Contract Relax (CR): It's one of PNF Techniques usually performed in a point of limited ROM within the agonist pattern. Strong, small range isotonic contraction from the restricting muscles (antagonists) with focus on the rotators is then an isometric hold. The contraction is held for 5-8 seconds and it is then followed by voluntary relaxation and movement in to the new range of the agonist pattern. Movement could be passive but active contraction is preffered.
Contract-relax-active-contraction (CRAC): Active contraction in to the newly gained range serves to keep the inhibitory effects through reciprocal inhibition.
Indications Limitation in ROM.

Hold Relax (HR): It's one of PNF Techniques usually performed in a position of comfort and below an amount that causes pain. Strong isometric contraction from the restricting muscles (antagonists) is resisted, then voluntary relaxation, and passive movement in to the newly gained selection of the agonist pattern.

Hold-relax-active-contraction (HRAC): Much like HR except movement in to the newly gained selection of the agonist pattern is active, not passive. Active contraction serves to keep the inhibitory effects through reciprocal inhibitions.
Indications Limitation in PROM with pain.
pnf techniques

Replication (Hold Relax Active Motion, HRA): The individual is positioned in the shortened range/ end position of the movement and is inspired to hold. The isometric contraction is resisted then voluntary relaxation and passive movement in to the lengthened range. The individual is then instructed to move into the end position; stretch and resistance are put on facilitate the isotonic contraction. For every repitition, increasing ROM is desired.
Indications Marked weakness, wherewithal to sustain a contraction within the sustained range.

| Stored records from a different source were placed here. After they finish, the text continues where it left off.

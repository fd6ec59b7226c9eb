//! The vote ledger: an append-only, hash-chained record of cast votes.

use std::sync::Arc;

pub mod audit;
pub mod cast;
pub mod chain;
pub mod eligibility;
mod error;
pub mod events;
pub mod memory;
pub mod store;

pub use cast::CastReceipt;
pub use error::VoteError;

use events::{EventSink, LogEventSink};
use memory::MemoryLedgerStore;
use store::LedgerStore;

/// How many times a cast is attempted before giving up on transient conflicts.
pub const DEFAULT_CAST_ATTEMPTS: u32 = 3;

/// Handle on the ledger, shared as managed state. Cheap to clone.
#[derive(Clone)]
pub struct VoteLedger {
    store: Arc<dyn LedgerStore>,
    events: Arc<dyn EventSink>,
    cast_attempts: u32,
}

impl VoteLedger {
    /// A ledger over `store` that reports events to the audit log.
    pub fn new(store: Arc<dyn LedgerStore>) -> Self {
        Self {
            store,
            events: Arc::new(LogEventSink),
            cast_attempts: DEFAULT_CAST_ATTEMPTS,
        }
    }

    /// A fresh, empty ledger held in memory.
    pub fn in_memory() -> Self {
        Self::new(Arc::new(MemoryLedgerStore::new()))
    }

    pub fn with_events(mut self, events: Arc<dyn EventSink>) -> Self {
        self.events = events;
        self
    }

    /// Set the cast attempt limit. At least one attempt is always made.
    pub fn with_cast_attempts(mut self, attempts: u32) -> Self {
        self.cast_attempts = attempts.max(1);
        self
    }

    pub fn cast_attempts(&self) -> u32 {
        self.cast_attempts
    }

    /// The underlying store, for registry and directory plumbing.
    pub fn store(&self) -> &dyn LedgerStore {
        self.store.as_ref()
    }
}
pub mod api;
pub mod db;
pub mod mongodb;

Resisted Progression (RP): Stretch, approximation and tracking resistance is used manually to facilitate pelvic motion and progression during locomotion; the amount of resistance is light in order to not disrupt the patient's momentum, coordination and velocity. RP may also be applied using rubber band resistance.
Indications Impaired timing and charge of lower trunk/pelvic segments during locomotion, impaired endurance.

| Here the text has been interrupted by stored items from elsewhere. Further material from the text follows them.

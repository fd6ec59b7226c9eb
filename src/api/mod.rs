use rocket::Route;

mod admin;
mod auditor;
mod public;
mod voter;

pub fn routes() -> Vec<Route> {
    let mut routes = Vec::new();
    routes.extend(admin::routes());
    routes.extend(auditor::routes());
    routes.extend(public::routes());
    routes.extend(voter::routes());
    routes
}
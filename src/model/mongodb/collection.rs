use std::ops::Deref;

use log::debug;
use mongodb::{
    bson::doc, error::Error as DbError, options::IndexOptions, Collection, Database, IndexModel,
};

use crate::model::db::{Candidate, LedgerEntry, VoterRecord};

use super::chain_head::ChainHead;

/// A type that can be directly inserted/read to/from the database.
pub trait MongoCollection {
    /// The name of the collection.
    const NAME: &'static str;
}

/// A database collection of the given type.
pub struct Coll<T>(Collection<T>);

impl<T> Coll<T>
where
    T: MongoCollection,
{
    /// Get a handle on this collection in the given database.
    pub fn from_db(db: &Database) -> Self {
        Self(db.collection(T::NAME))
    }
}

// `Derive(Clone)` would only derive if `T: Clone`, but we don't need that bound.
impl<T> Clone for Coll<T> {
    fn clone(&self) -> Self {
        Self(self.0.clone())
    }
}

impl<T> Deref for Coll<T> {
    type Target = Collection<T>;

    fn deref(&self) -> &Self::Target {
        &self.0
    }
}

impl MongoCollection for VoterRecord {
    const NAME: &'static str = "voters";
}

impl MongoCollection for LedgerEntry {
    const NAME: &'static str = "ledger_entries";
}

impl MongoCollection for Candidate {
    const NAME: &'static str = "candidates";
}

impl MongoCollection for ChainHead {
    const NAME: &'static str = "chain";
}

/// Ensure that all the required indexes exist on the given database.
///
/// This operation is idempotent.
pub async fn ensure_indexes_exist(db: &Database) -> Result<(), DbError> {
    debug!("Ensuring collection indexes exist");

    let unique = IndexOptions::builder().unique(true).build();
    let entries = Coll::<LedgerEntry>::from_db(db);

    // No two entries may share a hash.
    let hash_index = IndexModel::builder()
        .keys(doc! {"entry_hash": 1})
        .options(unique.clone())
        .build();
    entries.create_index(hash_index, None).await?;

    let sequence_index = IndexModel::builder()
        .keys(doc! {"sequence": 1})
        .options(unique)
        .build();
    entries.create_index(sequence_index, None).await?;

    // Chain order.
    let order_index = IndexModel::builder()
        .keys(doc! {"created_at": 1, "sequence": 1})
        .build();
    entries.create_index(order_index, None).await?;

    // Tallying.
    let candidate_index = IndexModel::builder()
        .keys(doc! {"candidate_id": 1})
        .build();
    entries.create_index(candidate_index, None).await?;

    Ok(())
}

Rhythmic Rotation (RRo): Relaxation is achieved with slow, repeated rotation of the limb at a point where limitation is noticed. As muscles relax the limb is slowly and gently moved in to the range. As a new tension is felt, RRo is repeated. The individual can use active movements (voluntary efforts) for RRo or even the therapist can perform RRo passively. Voluntary relaxation whenever possible is important.
Indications Relaxation of excess tension within the muscles (hypertonia) combined with PROM from the range-limiting muscles.